この島で生活を始めた頃、選択肢がないことに不満を持った。流通の発達により、島外からあらゆる種類の品物が入り込んで来るが、これらは全てマーケティングされ、平均化され選択の巾を狭められた、所謂押し付けの品々、それら与えられたものに満足しさえすれば、それで日常生活に何らの不便も生じはしないが、もっと別のものをと思うと、手に入らない物がいかに多いことだろうか。

しかしその反面、昔ながらの正業を細々と守っている商店には、地味だが本物の品々が並び、多少値段は高くてもそれらを求めたくなる。 島民が船に頼らなければならない生活は、選択の余地がないということで、この流通の話に通じるような気がする。

しかし不便が故に豊かなこと、満たされること、安らぐこと等々、現代社会の尺度では計れないことがいくつもある。 船に乗って港を離れる時の期待感。帰路、夕日に向かって島に戻って来る時の安心感。船の上から遠ざかる島を眺め、自分たちの住む世界の大きさを考える。 それは、また別の世界に目を向ける感性を知らず知らずのうちに養う。 点から点への単なる移動手段としてではなく、その間にある満たされた時間を共有することで、人としての思いやりを身に付ける、そんな自然な教育の場でもあったと思う。

バスで多くの観光客を呼び込むことが、この島の未来にとって最も優先すべき方策とは言えないと思える。 不便さがあってもそれに勝る満足感、充実感を得られる方向を探ることも大切なのではないだろうか。

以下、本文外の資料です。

//! Fixed-precision rounding used for every derived catalog value.

/// Round `value` to `places` decimal places.
///
/// The exact binary value is rounded, with exact ties going to the even
/// digit (`5.25` becomes `5.2`, `5.35` becomes `5.3` because it is stored
/// just below the tie). Negative zero is normalized to positive zero so that
/// serialized output never contains `-0.0`.
pub fn round_to(value: f64, places: u32) -> f64 {
    let formatted = format!("{:.*}", places as usize, value);
    formatted.parse::<f64>().unwrap_or(value) + 0.0
}

#[cfg(test)]
mod tests {
    use super::*;
    use proptest::prelude::*;

    #[test]
    fn test_round_to_places() {
        assert_eq!(round_to(38.5, 1), 38.5);
        assert_eq!(round_to(10.6845833333, 6), 10.684583);
        assert_eq!(round_to(-29.0077777, 2), -29.01);
        assert_eq!(round_to(1.005, 0), 1.0);
    }

    #[test]
    fn test_round_to_exact_ties_go_to_even() {
        assert_eq!(round_to(1.25, 1), 1.2);
        assert_eq!(round_to(1.75, 1), 1.8);
        assert_eq!(round_to(5.25, 1), 5.2);
        assert_eq!(round_to(0.5, 0), 0.0);
        assert_eq!(round_to(2.5, 0), 2.0);
        assert_eq!(round_to(-40.25, 1), -40.2);
    }

    #[test]
    fn test_round_to_normalizes_negative_zero() {
        let rounded = round_to(-0.001, 2);
        assert_eq!(rounded, 0.0);
        assert!(rounded.is_sign_positive());
    }

    proptest! {
        #[test]
        fn test_round_to_stays_within_half_unit(value in -1.0e6f64..1.0e6) {
            let rounded = round_to(value, 2);
            prop_assert!((rounded - value).abs() <= 0.005 + 1e-9);
            prop_assert_eq!(round_to(rounded, 2), rounded);
        }
    }
}
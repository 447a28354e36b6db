//! Play a game on the console.
//!
//! ```text
//! cargo run --example play -- --dictionary words.txt ann bob
//! ```
//! Set `RUST_LOG=debug` to see why a word is rejected.
use anyhow::{Context, Result};
use clap::Parser;
use std::io::{self, BufRead, Write};
use wordgame_engine::{Board, Game, Lexicon, Orientation, BOARD_SIZE};

/// Word game for two or more players on one console.
#[derive(Debug, Parser)]
struct Opts {
    /// Dictionary file, one word per whitespace separated token
    #[arg(short, long, default_value = "italiano.txt")]
    dictionary: String,

    /// Seed for the tile draws
    #[arg(short, long)]
    seed: Option<u64>,

    /// Names of the players
    #[arg(required = true)]
    players: Vec<String>,
}

fn show(board: &Board) {
    print!("   ");
    for col in 0..BOARD_SIZE {
        print!("{:2} ", col);
    }
    println!();
    for (i, row) in board.rows().iter().enumerate() {
        print!("{:2} ", i);
        for cell in row.iter() {
            print!(" {} ", cell);
        }
        println!();
    }
}

/// Print `msg` and read one line, or None at end of input.
fn prompt<B: BufRead>(input: &mut B, msg: &str) -> Result<Option<String>> {
    print!("{}", msg);
    io::stdout().flush()?;
    let mut line = String::new();
    if input.read_line(&mut line)? == 0 {
        return Ok(None);
    }
    Ok(Some(line.trim().to_string()))
}

fn read_move<B: BufRead>(input: &mut B) -> Result<Option<(usize, usize, Orientation)>> {
    let coords = match prompt(input, "Enter starting coordinates (row and column): ")? {
        Some(line) => line,
        None => return Ok(None),
    };
    let mut it = coords.split_whitespace().map(str::parse::<usize>);
    let (row, col) = match (it.next(), it.next()) {
        (Some(Ok(row)), Some(Ok(col))) => (row, col),
        _ => anyhow::bail!("expected two numbers, got \"{}\"", coords),
    };
    let direction = match prompt(input, "Enter direction (H for horizontal, V for vertical): ")? {
        Some(line) => line,
        None => return Ok(None),
    };
    Ok(Some((row, col, direction.parse()?)))
}

fn run() -> Result<()> {
    tracing_subscriber::fmt()
        .with_env_filter(tracing_subscriber::EnvFilter::from_default_env())
        .init();
    let opts = Opts::parse();

    let lexicon = Lexicon::from_file(&opts.dictionary)
        .with_context(|| format!("loading dictionary {}", opts.dictionary))?;
    println!("{}", lexicon);
    let mut game = Game::new(lexicon);
    if let Some(seed) = opts.seed {
        game = game.with_seed(seed);
    }
    let names: Vec<&str> = opts.players.iter().map(String::as_str).collect();
    let mut game = game.with_players(&names)?;

    let stdin = io::stdin();
    let mut input = stdin.lock();
    loop {
        println!();
        show(game.board());
        println!();
        let player = game.current_player().context("no players")?;
        println!("It's {}'s turn.", player.name());
        println!("Your letters: {}", player.rack());
        if let Some(s) = game.suggest() {
            println!("Suggested word: {} ({} points)", s.word, s.score);
        }

        let word = match prompt(&mut input, "Enter word (or 'PASS' to skip): ")? {
            Some(word) => word,
            None => return Ok(()),
        };
        if word.eq_ignore_ascii_case("PASS") {
            game.pass();
            continue;
        }
        let (row, col, orientation) = match read_move(&mut input) {
            Ok(Some(mv)) => mv,
            Ok(None) => return Ok(()),
            Err(err) => {
                println!("{}. Try again.", err);
                continue;
            }
        };
        let turn = game.turn();
        match game.play(&word, row, col, orientation) {
            Ok(score) => {
                let player = &game.players()[turn];
                println!(
                    "\n{} scores {}, total {}",
                    player.name(),
                    score,
                    player.score()
                );
            }
            Err(err) => println!("{}. Try again.", err),
        }
    }
}

fn main() {
    if let Err(err) = run() {
        eprintln!("Error: {:?}", err);
    }
}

島は海に囲まれていてこそ島であると思う。橋は島民や島外からの観光客にとっての選択肢が増えたと考えればよいのではないだろうか。船会社は採算だけで今日まで自分達の生活を支えてくれた人びととの関係を、一方的に断ち切るべきではなく、もう少し真剣に共存の道を模索してみるべきではないかと思う。 そして新聞は離職者保護からだけの側面でこの問題を取り上げるべきではないと思う。 これは地方文化存続への警鐘を鳴らす問題でもあるのだから。